EXERCISE MATERIAL: Begin
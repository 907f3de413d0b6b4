//! RDRS/CaPA to WRF-Hydro forcing regridder.
//!
//! Reads reanalysis forcing files, regrids them onto a WRF-Hydro domain and
//! writes one forcing file per timestep.

mod config_loader;

use std::path::PathBuf;
use std::process::ExitCode;

use anyhow::{Context, Result};
use clap::{Parser, Subcommand, ValueEnum};
use tracing::{error, info};
use tracing_subscriber::{fmt, EnvFilter};

use forcing::{ForcingConfig, ForcingPipeline, Profile};

#[derive(Parser, Debug)]
#[command(name = "regridder")]
#[command(about = "Regrid RDRS/CaPA forcing onto a WRF-Hydro domain")]
struct Args {
    #[command(subcommand)]
    command: Command,

    /// Configuration file path
    #[arg(short, long, global = true, env = "FORCING_CONFIG")]
    config: Option<PathBuf>,

    /// Directory forcing files are written to
    #[arg(short, long, global = true)]
    output_dir: Option<PathBuf>,

    /// Directory holding regridding weight files (unused by recompute runs)
    #[arg(long, global = true)]
    weights_dir: Option<PathBuf>,

    /// Log level or filter directive
    #[arg(long, global = true, default_value = "info", env = "RUST_LOG")]
    log_level: String,

    /// Log output format
    #[arg(long, global = true, value_enum, default_value_t = LogFormat::Json)]
    log_format: LogFormat,
}

#[derive(Subcommand, Debug)]
enum Command {
    /// Regrid RDRS forcing to LDASIN_DOMAIN1 files
    Ldasin {
        /// Source file or glob pattern
        #[arg(short, long)]
        input: Option<String>,
    },

    /// Regrid CaPA precipitation to PRECIP_FORCING files, reusing weights
    Precip {
        /// Source file or glob pattern
        input_files: String,
    },

    /// Build and store CaPA precipitation weights
    Weights {
        /// Source file defining the CaPA grid
        #[arg(short, long)]
        input: Option<String>,
    },
}

impl Command {
    fn profile(&self) -> Profile {
        match self {
            Self::Ldasin { .. } => Profile::Ldasin,
            Self::Precip { .. } => Profile::Precip,
            Self::Weights { .. } => Profile::Weights,
        }
    }

    fn input(&self) -> Option<&str> {
        match self {
            Self::Ldasin { input } | Self::Weights { input } => input.as_deref(),
            Self::Precip { input_files } => Some(input_files),
        }
    }
}

#[derive(Clone, Copy, Debug, PartialEq, Eq, ValueEnum)]
enum LogFormat {
    Json,
    Pretty,
}

fn main() -> ExitCode {
    // Load environment from .env file if present
    dotenvy::dotenv().ok();

    let args = Args::parse();

    if let Err(e) = init_tracing(&args.log_level, args.log_format) {
        eprintln!("Error: {:#}", e);
        return ExitCode::FAILURE;
    }

    match run(&args) {
        Ok(()) => ExitCode::SUCCESS,
        Err(e) => {
            error!(error = %format!("{:#}", e), "Regridding failed");
            eprintln!("Error: {:#}", e);
            ExitCode::FAILURE
        }
    }
}

fn init_tracing(log_level: &str, format: LogFormat) -> Result<()> {
    let filter = EnvFilter::try_new(log_level).unwrap_or_else(|_| EnvFilter::new("info"));
    let builder = fmt().with_env_filter(filter).with_target(true);

    match format {
        LogFormat::Json => builder.json().try_init(),
        LogFormat::Pretty => builder.pretty().try_init(),
    }
    .map_err(|e| anyhow::anyhow!("failed to initialize logging: {}", e))
}

fn run(args: &Args) -> Result<()> {
    let profile = args.command.profile();
    let config = build_config(args, profile)?;

    info!(
        profile = %profile,
        input = config.input.as_deref().unwrap_or("-"),
        output_dir = %config.output_dir.display(),
        weights_mode = %config.regrid.mode,
        "Starting regridder"
    );

    let pipeline = ForcingPipeline::new(config)?;

    let report = match profile {
        Profile::Weights => serde_json::to_string_pretty(&pipeline.generate_weights()?)?,
        Profile::Ldasin | Profile::Precip => serde_json::to_string_pretty(&pipeline.run()?)?,
    };
    println!("{}", report);

    Ok(())
}

/// Profile defaults, then config file, then environment, then flags.
fn build_config(args: &Args, profile: Profile) -> Result<ForcingConfig> {
    let mut config = config_loader::load_config(args.config.as_deref(), profile)
        .context("Failed to load configuration")?;

    if let Some(input) = args.command.input() {
        config.input = Some(input.to_string());
    }
    if let Some(dir) = &args.output_dir {
        config.output_dir = dir.clone();
    }
    if let Some(dir) = &args.weights_dir {
        config.regrid.weights_dir = Some(dir.clone());
    }

    Ok(config)
}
EXERCISE MATERIAL: End
◆ WHAT TO PRODUCE: Transcribe the data word for word.

◆ TASK RESPONSE:
repository 907f3de413d0b6b4
//! RDRS/CaPA to WRF-Hydro forcing regridder.
//!
//! Reads reanalysis forcing files, regrids them onto a WRF-Hydro domain and
//! writes one forcing file per timestep.

mod config_loader;

use std::path::PathBuf;
use std::process::ExitCode;

use anyhow::{Context, Result};
use clap::{Parser, Subcommand, ValueEnum};
use tracing::{error, info};
use tracing_subscriber::{fmt, EnvFilter};

use forcing::{ForcingConfig, ForcingPipeline, Profile};

#[derive(Parser, Debug)]
#[command(name = "regridder")]
#[command(about = "Regrid RDRS/CaPA forcing onto a WRF-Hydro domain")]
struct Args {
    #[command(subcommand)]
    command: Command,

    /// Configuration file path
    #[arg(short, long, global = true, env = "FORCING_CONFIG")]
    config: Option<PathBuf>,

    /// Directory forcing files are written to
    #[arg(short, long, global = true)]
    output_dir: Option<PathBuf>,

    /// Directory holding regridding weight files (unused by recompute runs)
    #[arg(long, global = true)]
    weights_dir: Option<PathBuf>,

    /// Log level or filter directive
    #[arg(long, global = true, default_value = "info", env = "RUST_LOG")]
    log_level: String,

    /// Log output format
    #[arg(long, global = true, value_enum, default_value_t = LogFormat::Json)]
    log_format: LogFormat,
}

#[derive(Subcommand, Debug)]
enum Command {
    /// Regrid RDRS forcing to LDASIN_DOMAIN1 files
    Ldasin {
        /// Source file or glob pattern
        #[arg(short, long)]
        input: Option<String>,
    },

    /// Regrid CaPA precipitation to PRECIP_FORCING files, reusing weights
    Precip {
        /// Source file or glob pattern
        input_files: String,
    },

    /// Build and store CaPA precipitation weights
    Weights {
        /// Source file defining the CaPA grid
        #[arg(short, long)]
        input: Option<String>,
    },
}

impl Command {
    fn profile(&self) -> Profile {
        match self {
            Self::Ldasin { .. } => Profile::Ldasin,
            Self::Precip { .. } => Profile::Precip,
            Self::Weights { .. } => Profile::Weights,
        }
    }

    fn input(&self) -> Option<&str> {
        match self {
            Self::Ldasin { input } | Self::Weights { input } => input.as_deref(),
            Self::Precip { input_files } => Some(input_files),
        }
    }
}

#[derive(Clone, Copy, Debug, PartialEq, Eq, ValueEnum)]
enum LogFormat {
    Json,
    Pretty,
}

fn main() -> ExitCode {
    // Load environment from .env file if present
    dotenvy::dotenv().ok();

    let args = Args::parse();

    if let Err(e) = init_tracing(&args.log_level, args.log_format) {
        eprintln!("Error: {:#}", e);
        return ExitCode::FAILURE;
    }

    match run(&args) {
        Ok(()) => ExitCode::SUCCESS,
        Err(e) => {
            error!(error = %format!("{:#}", e), "Regridding failed");
            eprintln!("Error: {:#}", e);
            ExitCode::FAILURE
        }
    }
}

fn init_tracing(log_level: &str, format: LogFormat) -> Result<()> {
    let filter = EnvFilter::try_new(log_level).unwrap_or_else(|_| EnvFilter::new("info"));
    let builder = fmt().with_env_filter(filter).with_target(true);

    match format {
        LogFormat::Json => builder.json().try_init(),
        LogFormat::Pretty => builder.pretty().try_init(),
    }
    .map_err(|e| anyhow::anyhow!("failed to initialize logging: {}", e))
}

fn run(args: &Args) -> Result<()> {
    let profile = args.command.profile();
    let config = build_config(args, profile)?;

    info!(
        profile = %profile,
        input = config.input.as_deref().unwrap_or("-"),
        output_dir = %config.output_dir.display(),
        weights_mode = %config.regrid.mode,
        "Starting regridder"
    );

    let pipeline = ForcingPipeline::new(config)?;

    let report = match profile {
        Profile::Weights => serde_json::to_string_pretty(&pipeline.generate_weights()?)?,
        Profile::Ldasin | Profile::Precip => serde_json::to_string_pretty(&pipeline.run()?)?,
    };
    println!("{}", report);

    Ok(())
}

/// Profile defaults, then config file, then environment, then flags.
fn build_config(args: &Args, profile: Profile) -> Result<ForcingConfig> {
    let mut config = config_loader::load_config(args.config.as_deref(), profile)
        .context("Failed to load configuration")?;

    if let Some(input) = args.command.input() {
        config.input = Some(input.to_string());
    }
    if let Some(dir) = &args.output_dir {
        config.output_dir = dir.clone();
    }
    if let Some(dir) = &args.weights_dir {
        config.regrid.weights_dir = Some(dir.clone());
    }

    Ok(config)
}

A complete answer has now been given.